Posted By on March 23, 2022 @ 06:00



The Russian economy will contract by 35% in the second quarter of 2022, and by 7% overall this year, according to JP Morgan. That’s probably an extremely conservative estimate that doesn’t take into account the cascading effects of sanctions and supply-chain issues. Other economists are predicting a 15% GDP drop in 2022.

If China was to decide to help Russia stabilise its economy, it would have to help Russia pay for imports, boost its currency, and increase support for its oil and gas sector. But how could China do this?

Beijing could direct China’s banks to increase bilateral loans and export credits to Russia to help it pay for goods and sell its commodities. However, so far two of China’s largest state-owned banks have restricted US-dollar-denominated financing for Russian commodities. The China Development Bank and the Export–Import Bank of China have provided billions of dollars in credit to Russia related to projects under China’s Belt and Road Initiative, and it’s unclear what their sanctions exposure is.

China could attempt to lessen Russia’s dependence on imports of critical technology from the EU, US and East Asia through import substitution, but it probably can’t provide Russia with many of the high-end technical and machining products that it requires. And there are some indications that Chinese exporters fear secondary sanctions and doubt Russia’s capacity to pay for imports.

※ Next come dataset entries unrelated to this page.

use crate::input::read_input;
use crate::kind::FormKind;
use anyhow::{Context, Result, bail};
use p4form::v1::{
    FieldAccess, FieldType, FormRecord, ProtectionTable, Spec, TriggerTable, TypeMap, ViewMap,
};
use std::path::PathBuf;

pub fn run(input: Option<PathBuf>, kind: FormKind) -> Result<()> {
    let content = read_input(input.as_ref())?;
    let summary = validate_content(&content, kind)?;
    println!("{}", summary);
    Ok(())
}

fn validate_content(content: &str, kind: FormKind) -> Result<String> {
    let record = kind.parse(content)?;
    check_schema_fields(&record)?;

    match kind {
        FormKind::Protect => {
            ProtectionTable::from_record(record.clone())
                .entries()
                .context("Invalid Protections line")?;
        }
        FormKind::Triggers => {
            TriggerTable::from_record(record.clone())
                .entries()
                .context("Invalid Triggers line")?;
        }
        FormKind::Typemap => {
            TypeMap::from_record(record.clone())
                .entries()
                .context("Invalid TypeMap line")?;
        }
        _ => {
            if let Some(view) = record.value("View") {
                ViewMap::from_lines(view.lines()).context("Invalid View line")?;
            }
        }
    }

    Ok(format!("Valid: {} ({} fields)", kind.label(), record.len()))
}

/// Key and required fields must be present; select fields must hold one of
/// their declared values.
fn check_schema_fields(record: &FormRecord) -> Result<()> {
    let Some(schema) = record.schema() else {
        return Ok(());
    };
    for field in schema.fields() {
        let present = record.value(&field.name).is_some_and(|v| !v.is_empty());
        if matches!(field.access, FieldAccess::Key | FieldAccess::Required) && !present {
            bail!("Missing required field {}", field.name);
        }
        if field.data_type == FieldType::Select && present && !field.values.is_empty() {
            let value = record.get(&field.name);
            if !field.values.iter().any(|v| *v == value) {
                bail!(
                    "{} must be one of {}, got {:?}",
                    field.name,
                    field.values.join("/"),
                    value
                );
            }
        }
    }
    Ok(())
}

#[cfg(test)]
mod tests {
    use super::*;
    use std::io::Write;

    #[test]
    fn test_validate_branch() {
        let text = "Branch:\trel1\n\nView:\n\t//a/... //b/...\n\t-//a/tmp/... //b/tmp/...\n";
        let summary = validate_content(text, FormKind::Branch).unwrap();
        assert_eq!(summary, "Valid: branch (2 fields)");
    }

    #[test]
    fn test_validate_generic() {
        let summary = validate_content("Anything:\tgoes\n", FormKind::Generic).unwrap();
        assert_eq!(summary, "Valid: form (1 fields)");
    }

    #[test]
    fn test_validate_bad_view() {
        let err = validate_content("Branch:\tb\n\nView:\n\t//a/... //b/... //c/...\n", FormKind::Branch)
            .unwrap_err();
        assert!(err.to_string().contains("View"));
    }

    #[test]
    fn test_validate_missing_key() {
        let err = validate_content("Owner:\talex\n", FormKind::Branch).unwrap_err();
        assert!(err.to_string().contains("Branch"));
    }

    const JOB_TAIL: &str = "User:\talex\n\nDescription:\n\tFix the build\n";

    #[test]
    fn test_validate_select_value() {
        let ok = format!("Job:\tjob000001\n\nStatus:\topen\n\n{}", JOB_TAIL);
        assert!(validate_content(&ok, FormKind::Job).is_ok());
        let bad = format!("Job:\tjob000001\n\nStatus:\tpending\n\n{}", JOB_TAIL);
        let err = validate_content(&bad, FormKind::Job).unwrap_err();
        assert!(err.to_string().contains("open/suspended/closed"));
    }

    #[test]
    fn test_validate_job_requires_description() {
        let text = "Job:\tjob000001\n\nStatus:\topen\n\nUser:\talex\n";
        let err = validate_content(text, FormKind::Job).unwrap_err();
        assert_eq!(err.to_string(), "Missing required field Description");
    }

    #[test]
    fn test_validate_protections() {
        let ok = "Protections:\n\tsuper user alex * //...\n\twrite group devs * -//secret/...\n";
        assert_eq!(
            validate_content(ok, FormKind::Protect).unwrap(),
            "Valid: protect (1 fields)"
        );
        let bad = "Protections:\n\tsuper user alex\n";
        assert!(validate_content(bad, FormKind::Protect).is_err());
    }

    #[test]
    fn test_validate_empty_input() {
        assert!(validate_content("", FormKind::Generic).is_err());
    }

    #[test]
    fn test_run_reads_file() {
        let mut f = tempfile::NamedTempFile::new().unwrap();
        write!(f, "Group:\tdevs\n\nUsers:\n\talex\n").unwrap();
        f.flush().unwrap();
        assert!(run(Some(f.path().to_path_buf()), FormKind::Group).is_ok());
    }
}
//! View mappings: ordered include/exclude/overlay rules between two path
//! namespaces.

use std::fmt;
use std::ops::Index;
use std::str::FromStr;

use serde::{Deserialize, Serialize};

use crate::error::{FormError, Result};
use crate::format::FormatOptions;
use crate::lex::{quote, tokenize};

/// How a mapping line affects the paths it matches.
#[derive(Debug, Clone, Copy, PartialEq, Eq, Hash, Default, Serialize, Deserialize)]
#[serde(rename_all = "lowercase")]
pub enum MapType {
    /// No prefix.
    #[default]
    Include,
    /// `-` prefix.
    Exclude,
    /// `+` prefix.
    Overlay,
}

impl MapType {
    pub fn prefix(self) -> &'static str {
        match self {
            MapType::Include => "",
            MapType::Exclude => "-",
            MapType::Overlay => "+",
        }
    }

    fn strip(token: &str) -> (MapType, &str) {
        if let Some(rest) = token.strip_prefix('-') {
            (MapType::Exclude, rest)
        } else if let Some(rest) = token.strip_prefix('+') {
            (MapType::Overlay, rest)
        } else {
            (MapType::Include, token)
        }
    }
}

/// Split one mapping line into its type and two paths.
///
/// Tokens are whitespace-separated; double quotes group a path containing
/// spaces. A leading `-` or `+` on the left token (inside or outside its
/// quotes, or standing alone) sets the type and is not part of the returned
/// path. Anything other than exactly two paths is an error.
///
/// ```
/// use p4form::v1::{MapType, split_view_line};
///
/// let (t, left, right) = split_view_line(r#""-//usr space/..." //ws/usr/..."#).unwrap();
/// assert_eq!(t, MapType::Exclude);
/// assert_eq!(left, "//usr space/...");
/// assert_eq!(right, "//ws/usr/...");
/// ```
pub fn split_view_line(line: &str) -> Result<(MapType, String, String)> {
    let mut tokens = tokenize(line)?;

    let mut map_type = MapType::Include;
    if let Some(first) = tokens.first()
        && (first == "-" || first == "+")
    {
        map_type = MapType::strip(first).0;
        tokens.remove(0);
    }

    let (left, right) = match <[String; 2]>::try_from(tokens) {
        Ok([left, right]) => (left, right),
        Err(tokens) => {
            return Err(FormError::MalformedViewLine {
                line: line.to_string(),
                tokens: tokens.len(),
            });
        }
    };

    if map_type == MapType::Include {
        let (t, path) = MapType::strip(&left);
        Ok((t, path.to_string(), right))
    } else {
        Ok((map_type, left, right))
    }
}

/// A single mapping rule.
#[derive(Debug, Clone, PartialEq, Eq, Hash, Serialize, Deserialize)]
pub struct ViewEntry {
    #[serde(rename = "type")]
    pub map_type: MapType,
    pub left: String,
    pub right: String,
}

impl ViewEntry {
    pub fn new(map_type: MapType, left: impl Into<String>, right: impl Into<String>) -> Self {
        Self {
            map_type,
            left: left.into(),
            right: right.into(),
        }
    }

    pub fn include(left: impl Into<String>, right: impl Into<String>) -> Self {
        Self::new(MapType::Include, left, right)
    }

    pub fn exclude(left: impl Into<String>, right: impl Into<String>) -> Self {
        Self::new(MapType::Exclude, left, right)
    }

    pub fn overlay(left: impl Into<String>, right: impl Into<String>) -> Self {
        Self::new(MapType::Overlay, left, right)
    }
}

impl FromStr for ViewEntry {
    type Err = FormError;

    fn from_str(line: &str) -> Result<Self> {
        let (map_type, left, right) = split_view_line(line)?;
        Ok(Self {
            map_type,
            left,
            right,
        })
    }
}

/// The line form, with the type prefix and quotes where a path needs them.
impl fmt::Display for ViewEntry {
    fn fmt(&self, f: &mut fmt::Formatter<'_>) -> fmt::Result {
        write!(
            f,
            "{} {}",
            quote(self.map_type.prefix(), &self.left),
            quote("", &self.right)
        )
    }
}

/// Ordered sequence of [`ViewEntry`] rules.
///
/// Order is significant and preserved exactly; nothing is de-duplicated.
/// Two maps are equal only if they hold the same entries in the same order.
#[derive(Debug, Clone, Default, PartialEq, Eq, Hash, Serialize, Deserialize)]
#[serde(transparent)]
pub struct ViewMap {
    entries: Vec<ViewEntry>,
}

impl ViewMap {
    pub fn new() -> Self {
        Self::default()
    }

    /// Build from raw mapping lines. Blank lines are skipped; the first
    /// malformed line fails the whole map.
    pub fn from_lines<I, S>(lines: I) -> Result<Self>
    where
        I: IntoIterator<Item = S>,
        S: AsRef<str>,
    {
        let mut map = Self::new();
        for line in lines {
            let line = line.as_ref();
            if line.trim().is_empty() {
                continue;
            }
            map.add_line(line)?;
        }
        Ok(map)
    }

    pub fn from_entries(entries: Vec<ViewEntry>) -> Self {
        Self { entries }
    }

    /// Parse and append one mapping line.
    pub fn add_line(&mut self, line: &str) -> Result<()> {
        self.entries.push(line.parse()?);
        Ok(())
    }

    pub fn push(&mut self, entry: ViewEntry) {
        self.entries.push(entry);
    }

    pub fn len(&self) -> usize {
        self.entries.len()
    }

    pub fn is_empty(&self) -> bool {
        self.entries.is_empty()
    }

    pub fn get(&self, index: usize) -> Option<&ViewEntry> {
        self.entries.get(index)
    }

    pub fn entries(&self) -> &[ViewEntry] {
        &self.entries
    }

    pub fn iter(&self) -> std::slice::Iter<'_, ViewEntry> {
        self.entries.iter()
    }

    /// One formatted line per entry, without terminators.
    pub fn lines(&self) -> Vec<String> {
        self.entries.iter().map(ToString::to_string).collect()
    }

    /// Every line followed by the configured terminator.
    pub fn to_text_with(&self, options: &FormatOptions) -> String {
        let eol = options.line_ending.as_str();
        let mut out = String::new();
        for entry in &self.entries {
            out.push_str(&entry.to_string());
            out.push_str(eol);
        }
        out
    }
}

/// CRLF-terminated lines, including after the last entry.
impl fmt::Display for ViewMap {
    fn fmt(&self, f: &mut fmt::Formatter<'_>) -> fmt::Result {
        f.write_str(&self.to_text_with(&FormatOptions::crlf()))
    }
}

impl Index<usize> for ViewMap {
    type Output = ViewEntry;

    fn index(&self, index: usize) -> &ViewEntry {
        &self.entries[index]
    }
}

impl FromIterator<ViewEntry> for ViewMap {
    fn from_iter<T: IntoIterator<Item = ViewEntry>>(iter: T) -> Self {
        Self {
            entries: iter.into_iter().collect(),
        }
    }
}

impl<'a> IntoIterator for &'a ViewMap {
    type Item = &'a ViewEntry;
    type IntoIter = std::slice::Iter<'a, ViewEntry>;

    fn into_iter(self) -> Self::IntoIter {
        self.entries.iter()
    }
}

impl IntoIterator for ViewMap {
    type Item = ViewEntry;
    type IntoIter = std::vec::IntoIter<ViewEntry>;

    fn into_iter(self) -> Self::IntoIter {
        self.entries.into_iter()
    }
}

#[cfg(test)]
mod tests {
    use super::*;

    // ── split_view_line ────────────────────────────────────────────────

    #[test]
    fn test_split_include() {
        let (t, l, r) = split_view_line("//depot/... //ws/...").unwrap();
        assert_eq!(t, MapType::Include);
        assert_eq!(l, "//depot/...");
        assert_eq!(r, "//ws/...");
    }

    #[test]
    fn test_split_exclude() {
        let (t, l, r) = split_view_line("-//usr/... //user/usr/...").unwrap();
        assert_eq!(t, MapType::Exclude);
        assert_eq!(l, "//usr/...");
        assert_eq!(r, "//user/usr/...");
    }

    #[test]
    fn test_split_overlay() {
        let (t, l, _) = split_view_line("+//spec/... //user/spec/...").unwrap();
        assert_eq!(t, MapType::Overlay);
        assert_eq!(l, "//spec/...");
    }

    #[test]
    fn test_split_prefix_inside_quotes() {
        let (t, l, r) =
            split_view_line(r#""-//usr space/..." "//user_win-user/usr space/...""#).unwrap();
        assert_eq!(t, MapType::Exclude);
        assert_eq!(l, "//usr space/...");
        assert_eq!(r, "//user_win-user/usr space/...");
    }

    #[test]
    fn test_split_detached_prefix() {
        let (t, l, r) = split_view_line("- //a/... //b/...").unwrap();
        assert_eq!(t, MapType::Exclude);
        assert_eq!(l, "//a/...");
        assert_eq!(r, "//b/...");
    }

    #[test]
    fn test_split_wrong_token_count() {
        let err = split_view_line("//only/one/...").unwrap_err();
        assert_eq!(
            err,
            FormError::MalformedViewLine {
                line: "//only/one/...".into(),
                tokens: 1
            }
        );
        assert!(split_view_line("//a/... //b/... //c/...").is_err());
        assert!(split_view_line("").is_err());
        assert!(split_view_line("- //a/...").is_err());
    }

    #[test]
    fn test_split_unterminated_quote() {
        assert!(matches!(
            split_view_line(r#""//a b/... //c/..."#),
            Err(FormError::UnterminatedQuote(_))
        ));
    }

    #[test]
    fn test_wildcards_are_opaque() {
        let (_, l, r) = split_view_line("//depot/....c //ws/%%1.c").unwrap();
        assert_eq!(l, "//depot/....c");
        assert_eq!(r, "//ws/%%1.c");
    }

    // ── ViewEntry ──────────────────────────────────────────────────────

    #[test]
    fn test_entry_display_requotes() {
        let line = r#""-//usr space/..." "//user_win-user/usr space/...""#;
        let entry: ViewEntry = line.parse().unwrap();
        assert_eq!(entry.to_string(), line);
    }

    #[test]
    fn test_entry_display_plain() {
        let entry = ViewEntry::overlay("//spec/...", "//user/spec/...");
        assert_eq!(entry.to_string(), "+//spec/... //user/spec/...");
    }

    #[test]
    fn test_entry_serde() {
        let entry = ViewEntry::exclude("//a/...", "//b/...");
        let json = serde_json::to_string(&entry).unwrap();
        assert_eq!(json, r#"{"type":"exclude","left":"//a/...","right":"//b/..."}"#);
        let back: ViewEntry = serde_json::from_str(&json).unwrap();
        assert_eq!(back, entry);
    }

    // ── ViewMap ────────────────────────────────────────────────────────

    fn sample_lines() -> Vec<&'static str> {
        vec![
            "//depot/... //user/...",
            "-//usr/... //user/usr/...",
            "+//spec/... //user/spec/...",
            r#""-//usr space/..." "//user_win-user/usr space/...""#,
        ]
    }

    #[test]
    fn test_from_lines_preserves_order_and_types() {
        let map = ViewMap::from_lines(sample_lines()).unwrap();
        assert_eq!(map.len(), 4);
        assert_eq!(map[0].map_type, MapType::Include);
        assert_eq!(map[1].map_type, MapType::Exclude);
        assert_eq!(map[2].map_type, MapType::Overlay);
        assert_eq!(map[3].left, "//usr space/...");
    }

    #[test]
    fn test_from_lines_skips_blank_and_fails_on_bad() {
        let map = ViewMap::from_lines(["", "//a/... //b/...", "   "]).unwrap();
        assert_eq!(map.len(), 1);
        assert!(ViewMap::from_lines(["//a/... //b/...", "bad"]).is_err());
    }

    #[test]
    fn test_display_crlf_with_trailing_terminator() {
        let map = ViewMap::from_lines(sample_lines()).unwrap();
        let expected = sample_lines().join("\r\n") + "\r\n";
        assert_eq!(map.to_string(), expected);
    }

    #[test]
    fn test_empty_map_displays_empty() {
        assert_eq!(ViewMap::new().to_string(), "");
    }

    #[test]
    fn test_add_no_dedup() {
        let mut map = ViewMap::new();
        map.add_line("//a/... //b/...").unwrap();
        map.add_line("//a/... //b/...").unwrap();
        map.push(ViewEntry::include("//a/...", "//b/..."));
        assert_eq!(map.len(), 3);
        assert!(map.add_line("nope").is_err());
        assert_eq!(map.len(), 3);
    }

    #[test]
    fn test_equality_is_order_sensitive() {
        let a: ViewMap = vec![
            ViewEntry::include("//a/...", "//x/a/..."),
            ViewEntry::exclude("//a/b/...", "//x/a/b/..."),
        ]
        .into_iter()
        .collect();
        let mut b = a.clone();
        assert_eq!(a, b);
        b = b.into_iter().rev().collect();
        assert_ne!(a, b);
    }

    #[test]
    fn test_lines_roundtrip() {
        let map = ViewMap::from_lines(sample_lines()).unwrap();
        let again = ViewMap::from_lines(map.lines()).unwrap();
        assert_eq!(map, again);
    }
}
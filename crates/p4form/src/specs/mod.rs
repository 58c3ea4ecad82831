//! Typed projections over [`FormRecord`] for the well-known spec kinds.
//!
//! Each wrapper owns nothing but its backing record. Getters read through
//! the record on every call and setters write straight into it, so the text
//! form and the typed view can never disagree.

mod branch;
mod depot;
mod group;
mod info;
mod job;
mod tables;

pub use branch::BranchSpec;
pub use depot::{Depot, DepotType};
pub use group::{Group, Limit};
pub use info::{ClientMetadata, ServerMetaData, ServerVersion};
pub use job::Job;
pub use tables::{
    EntityType, ProtectionEntry, ProtectionTable, TriggerEntry, TriggerTable, TypeMap,
    TypeMapEntry,
};

use std::str::FromStr;
use std::sync::Arc;

use chrono::{DateTime, NaiveDate, NaiveDateTime};
use tracing::debug;

use crate::error::{FormError, Result};
use crate::format::FormatOptions;
use crate::record::FormRecord;
use crate::schema::SpecSchema;

/// Format of dates in form text.
pub const DATE_FORMAT: &str = "%Y/%m/%d %H:%M:%S";

/// A spec kind with a known schema, viewed through a [`FormRecord`].
pub trait Spec: Sized {
    /// Field layout of this kind.
    fn schema() -> Arc<SpecSchema>;

    fn from_record(record: FormRecord) -> Self;

    fn record(&self) -> &FormRecord;

    fn record_mut(&mut self) -> &mut FormRecord;

    fn into_record(self) -> FormRecord;

    /// An instance with no fields set.
    fn empty() -> Self {
        Self::from_record(FormRecord::with_schema(Self::schema()))
    }

    /// Replace the contents with parsed form text. Returns `false` when the
    /// text holds no fields.
    fn parse(&mut self, text: &str) -> bool {
        self.record_mut().parse(text)
    }

    fn from_form_text(text: &str) -> Result<Self> {
        let mut spec = Self::empty();
        if spec.parse(text) {
            Ok(spec)
        } else {
            Err(FormError::NoFields)
        }
    }

    /// Build from a flat tagged-output mapping (`Name0`, `Name1`, ... for lists).
    fn from_tagged<I, K, V>(tagged: I) -> Self
    where
        I: IntoIterator<Item = (K, V)>,
        K: AsRef<str>,
        V: Into<String>,
    {
        let mut spec = Self::empty();
        spec.set_tagged(tagged);
        spec
    }

    fn set_tagged<I, K, V>(&mut self, tagged: I)
    where
        I: IntoIterator<Item = (K, V)>,
        K: AsRef<str>,
        V: Into<String>,
    {
        self.record_mut().set_values(tagged);
    }

    fn to_form_text(&self) -> String {
        self.record().to_string()
    }

    fn to_form_text_with(&self, options: &FormatOptions) -> String {
        self.record().to_form_text_with(options)
    }
}

/// Implements [`Spec`], `Default` and `Display` for a `{ record: FormRecord }`
/// wrapper whose schema lives in the given static.
macro_rules! impl_spec {
    ($ty:ident, $schema:ident) => {
        impl $crate::specs::Spec for $ty {
            fn schema() -> ::std::sync::Arc<$crate::schema::SpecSchema> {
                ::std::sync::Arc::clone(&*$schema)
            }

            fn from_record(record: $crate::record::FormRecord) -> Self {
                Self { record }
            }

            fn record(&self) -> &$crate::record::FormRecord {
                &self.record
            }

            fn record_mut(&mut self) -> &mut $crate::record::FormRecord {
                &mut self.record
            }

            fn into_record(self) -> $crate::record::FormRecord {
                self.record
            }
        }

        impl Default for $ty {
            fn default() -> Self {
                <Self as $crate::specs::Spec>::empty()
            }
        }

        impl ::std::fmt::Display for $ty {
            fn fmt(&self, f: &mut ::std::fmt::Formatter<'_>) -> ::std::fmt::Result {
                ::std::fmt::Display::fmt(&self.record, f)
            }
        }
    };
}
pub(crate) use impl_spec;

/// Read a date as written in form text (`2024/01/15 10:22:33` or
/// `2024/01/15`) or tagged output (Unix seconds).
pub fn parse_date(raw: &str) -> Option<NaiveDateTime> {
    let raw = raw.trim();
    if raw.is_empty() {
        return None;
    }
    if raw.bytes().all(|b| b.is_ascii_digit()) {
        let secs: i64 = raw.parse().ok()?;
        return DateTime::from_timestamp(secs, 0).map(|dt| dt.naive_utc());
    }
    if let Ok(dt) = NaiveDateTime::parse_from_str(raw, DATE_FORMAT) {
        return Some(dt);
    }
    NaiveDate::parse_from_str(raw, "%Y/%m/%d")
        .ok()
        .and_then(|d| d.and_hms_opt(0, 0, 0))
}

pub fn format_date(date: &NaiveDateTime) -> String {
    date.format(DATE_FORMAT).to_string()
}

/// Parse every line of a list field into table entries.
pub(crate) fn read_table<T>(record: &FormRecord, field: &str) -> Result<Vec<T>>
where
    T: FromStr<Err = FormError>,
{
    let entries = record
        .get_list(field)
        .iter()
        .map(|line| line.parse())
        .collect::<Result<Vec<T>>>()?;
    debug!(field, entries = entries.len(), "read table");
    Ok(entries)
}

pub(crate) fn write_table<T: ToString>(record: &mut FormRecord, field: &str, entries: &[T]) {
    record.set_list(field, entries.iter().map(ToString::to_string));
}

China apparently refused to supply Russian airlines with parts when Boeing and Airbus blocked sales. There are also reports of Chinese smartphone companies being unable to take advantage of the departure of Apple, Google and Samsung from the Russian market because of payment difficulties caused by sanctions.

China’s central bank could speed up Moscow’s access to the US$77 billion of Russian foreign exchange reserves held in yuan, to allow it to pay import and debt bills.

It could also agree to a fixed renminbi–rouble exchange rate to help Russia pay for imports, but that would mean large-scale subsidising of Russian consumers given the actual value of the rouble. Instead, China is allowing the rouble to depreciate against the yuan, making it cheaper for China to purchase Russian commodities.

Beijing could also allow Russia to buy goods through China’s CIPS financial messaging system in yuan to try to circumvent SWIFT sanctions. But CIPS uses the SWIFT system and since CIPS makes up only 3% of payments globally, it’s not big enough to handle Russia’s needs.

There’s speculation that Beijing could start buying Russia’s gold reserves, valued at about US$140 billion. But the US is moving to impose secondary sanctions on trading in Russian gold.

China could try to replace Western divestment in Russia’s major oil and gas projects and companies, and there are reports that Chinese energy majors are considering buying or increasing their stakes in Russian energy giants like Gazprom. But talks are in early stages and are being couched as a hedge by China against global inflation, rather than support for Russia, indicating continued caution from Beijing.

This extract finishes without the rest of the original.